The current treatment modalities for FD primarily revolve around ERT, which aims to reduce Gb3 accumulation and alleviate cardiac symptoms. However, emerging therapies, such as gene therapy and chaperone therapy, hold promise for enhancing treatment efficacy and addressing disease progression, particularly in advanced stages. Future research should focus on elucidating the role of myocardial inflammation in FD pathogenesis and developing targeted interventions to mitigate its impact on disease progression [38] .

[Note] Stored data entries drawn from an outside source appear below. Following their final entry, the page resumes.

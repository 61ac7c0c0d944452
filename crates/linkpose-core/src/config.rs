use serde::{Deserialize, Serialize};
use tracing::{debug, warn};

use crate::error::ConfigError;
use crate::types::{CoordinateMode, FrameType, TargetLinkType};

// ---------------------------------------------------------------------------
// Serde default functions
// ---------------------------------------------------------------------------

const fn default_max_iterations() -> u32 {
    100
}
const fn default_position_tolerance() -> f32 {
    1e-4
}
const fn default_angle_tolerance() -> f32 {
    1e-3
}
const fn default_damping() -> f32 {
    0.01
}
const fn default_preferred_coordinate_mode() -> CoordinateMode {
    CoordinateMode::Body
}
fn default_world_frame_name() -> String {
    "World Origin".into()
}
fn default_frame_name() -> String {
    "Origin".into()
}

// ---------------------------------------------------------------------------
// SolverSettings
// ---------------------------------------------------------------------------

/// Numerical IK settings.
#[derive(Debug, Clone, PartialEq, Serialize, Deserialize)]
pub struct SolverSettings {
    /// Maximum solver iterations (default: 100).
    #[serde(default = "default_max_iterations")]
    pub max_iterations: u32,

    /// Position error tolerance in meters (default: 1e-4).
    #[serde(default = "default_position_tolerance")]
    pub position_tolerance: f32,

    /// Orientation error tolerance in radians (default: 1e-3).
    #[serde(default = "default_angle_tolerance")]
    pub angle_tolerance: f32,

    /// Damping factor of the least-squares step (default: 0.01).
    #[serde(default = "default_damping")]
    pub damping: f32,
}

impl Default for SolverSettings {
    fn default() -> Self {
        Self {
            max_iterations: default_max_iterations(),
            position_tolerance: default_position_tolerance(),
            angle_tolerance: default_angle_tolerance(),
            damping: default_damping(),
        }
    }
}

impl SolverSettings {
    pub fn validate(&self) -> Result<(), ConfigError> {
        if self.max_iterations == 0 {
            return Err(invalid("solver.max_iterations", "must be > 0"));
        }
        if !(self.position_tolerance > 0.0) {
            return Err(invalid("solver.position_tolerance", "must be > 0"));
        }
        if !(self.angle_tolerance > 0.0) {
            return Err(invalid("solver.angle_tolerance", "must be > 0"));
        }
        if !(self.damping > 0.0) {
            return Err(invalid("solver.damping", "must be > 0"));
        }
        Ok(())
    }
}

// ---------------------------------------------------------------------------
// DefaultFrameNames
// ---------------------------------------------------------------------------

/// Labels of the synthesized origin entry, per frame type.
#[derive(Debug, Clone, PartialEq, Eq, Serialize, Deserialize)]
pub struct DefaultFrameNames {
    #[serde(default = "default_world_frame_name")]
    pub world: String,
    #[serde(default = "default_frame_name")]
    pub body: String,
    #[serde(default = "default_frame_name")]
    pub link: String,
}

impl Default for DefaultFrameNames {
    fn default() -> Self {
        Self {
            world: default_world_frame_name(),
            body: default_frame_name(),
            link: default_frame_name(),
        }
    }
}

impl DefaultFrameNames {
    pub fn get(&self, frame_type: FrameType) -> &str {
        match frame_type {
            FrameType::World => &self.world,
            FrameType::Body => &self.body,
            FrameType::Link => &self.link,
        }
    }

    /// Replace empty names with the built-in defaults.
    pub fn fill_empty(&mut self) {
        if self.world.is_empty() {
            self.world = default_world_frame_name();
        }
        if self.body.is_empty() {
            self.body = default_frame_name();
        }
        if self.link.is_empty() {
            self.link = default_frame_name();
        }
    }
}

// ---------------------------------------------------------------------------
// LinkPositionConfig
// ---------------------------------------------------------------------------

/// Settings of a link positioning session.
///
/// ```toml
/// target_link_type = "root_or_ik_link"
/// coordinate_mode = "world"
/// preferred_coordinate_mode = "body"
///
/// [default_frame_names]
/// world = "World Origin"
///
/// [solver]
/// max_iterations = 200
/// ```
#[derive(Debug, Clone, PartialEq, Serialize, Deserialize)]
pub struct LinkPositionConfig {
    /// Which picked links may become the target (default: `root_or_ik_link`).
    #[serde(default)]
    pub target_link_type: TargetLinkType,

    /// Mode in effect (default: `world`).
    #[serde(default)]
    pub coordinate_mode: CoordinateMode,

    /// Mode re-applied whenever the target changes (default: `body`).
    #[serde(default = "default_preferred_coordinate_mode")]
    pub preferred_coordinate_mode: CoordinateMode,

    #[serde(default)]
    pub default_frame_names: DefaultFrameNames,

    #[serde(default)]
    pub solver: SolverSettings,
}

impl Default for LinkPositionConfig {
    fn default() -> Self {
        Self {
            target_link_type: TargetLinkType::default(),
            coordinate_mode: CoordinateMode::default(),
            preferred_coordinate_mode: default_preferred_coordinate_mode(),
            default_frame_names: DefaultFrameNames::default(),
            solver: SolverSettings::default(),
        }
    }
}

impl LinkPositionConfig {
    /// Validate configuration. Returns Err on invalid values.
    pub fn validate(&self) -> Result<(), ConfigError> {
        self.solver.validate()
    }

    /// Parse from a TOML string and validate.
    pub fn from_toml_str(content: &str) -> Result<Self, ConfigError> {
        let config: Self = toml::from_str(content)
            .inspect_err(|err| warn!(%err, "link position config does not parse"))?;
        if let Err(err) = config.validate() {
            warn!(%err, "link position config rejected");
            return Err(err);
        }
        debug!(
            target_link_type = ?config.target_link_type,
            coordinate_mode = ?config.coordinate_mode,
            "link position config loaded"
        );
        Ok(config)
    }

    /// Load from TOML file.
    pub fn from_file(path: impl AsRef<std::path::Path>) -> Result<Self, ConfigError> {
        let content = std::fs::read_to_string(path)?;
        Self::from_toml_str(&content)
    }

    /// Serialize to a TOML string.
    pub fn to_toml_string(&self) -> Result<String, ConfigError> {
        toml::to_string(self).map_err(|e| invalid("config", &e.to_string()))
    }
}

fn invalid(field: &str, message: &str) -> ConfigError {
    ConfigError::InvalidValue {
        field: field.into(),
        message: message.into(),
    }
}

// ---------------------------------------------------------------------------
// Tests
// ---------------------------------------------------------------------------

This comprehensive analysis underscores the importance of multidisciplinary approaches in managing FD, with a particular emphasis on cardiovascular involvement. Future research directions could include investigating novel biomarkers for the early detection of cardiac complications, refining imaging techniques to assess treatment response, and exploring personalized treatment strategies based on genetic profiling and disease phenotype. Additionally, collaborative efforts between clinicians, researchers, and pharmaceutical companies are essential for advancing therapeutic innovations and improving outcomes in individuals with FD.

5. Conclusion

FD continues to be a topic of discussion in cardiology, due to the many unknowns that still exist regarding its diagnostic and therapeutic approach. The important role played by echocardiography and MRI as the main noninvasive imaging techniques, which could lead to an early diagnosis of FD and better follow-up, should not be underestimated. Currently, the understanding of cardiac involvement and involvement of FD has made significant advances, which have allowed the implementation of new treatments, although sadly, they are still not accessible to our population.

Conflicts of Interest

The authors declare no conflicts of interest regarding the publication of this paper.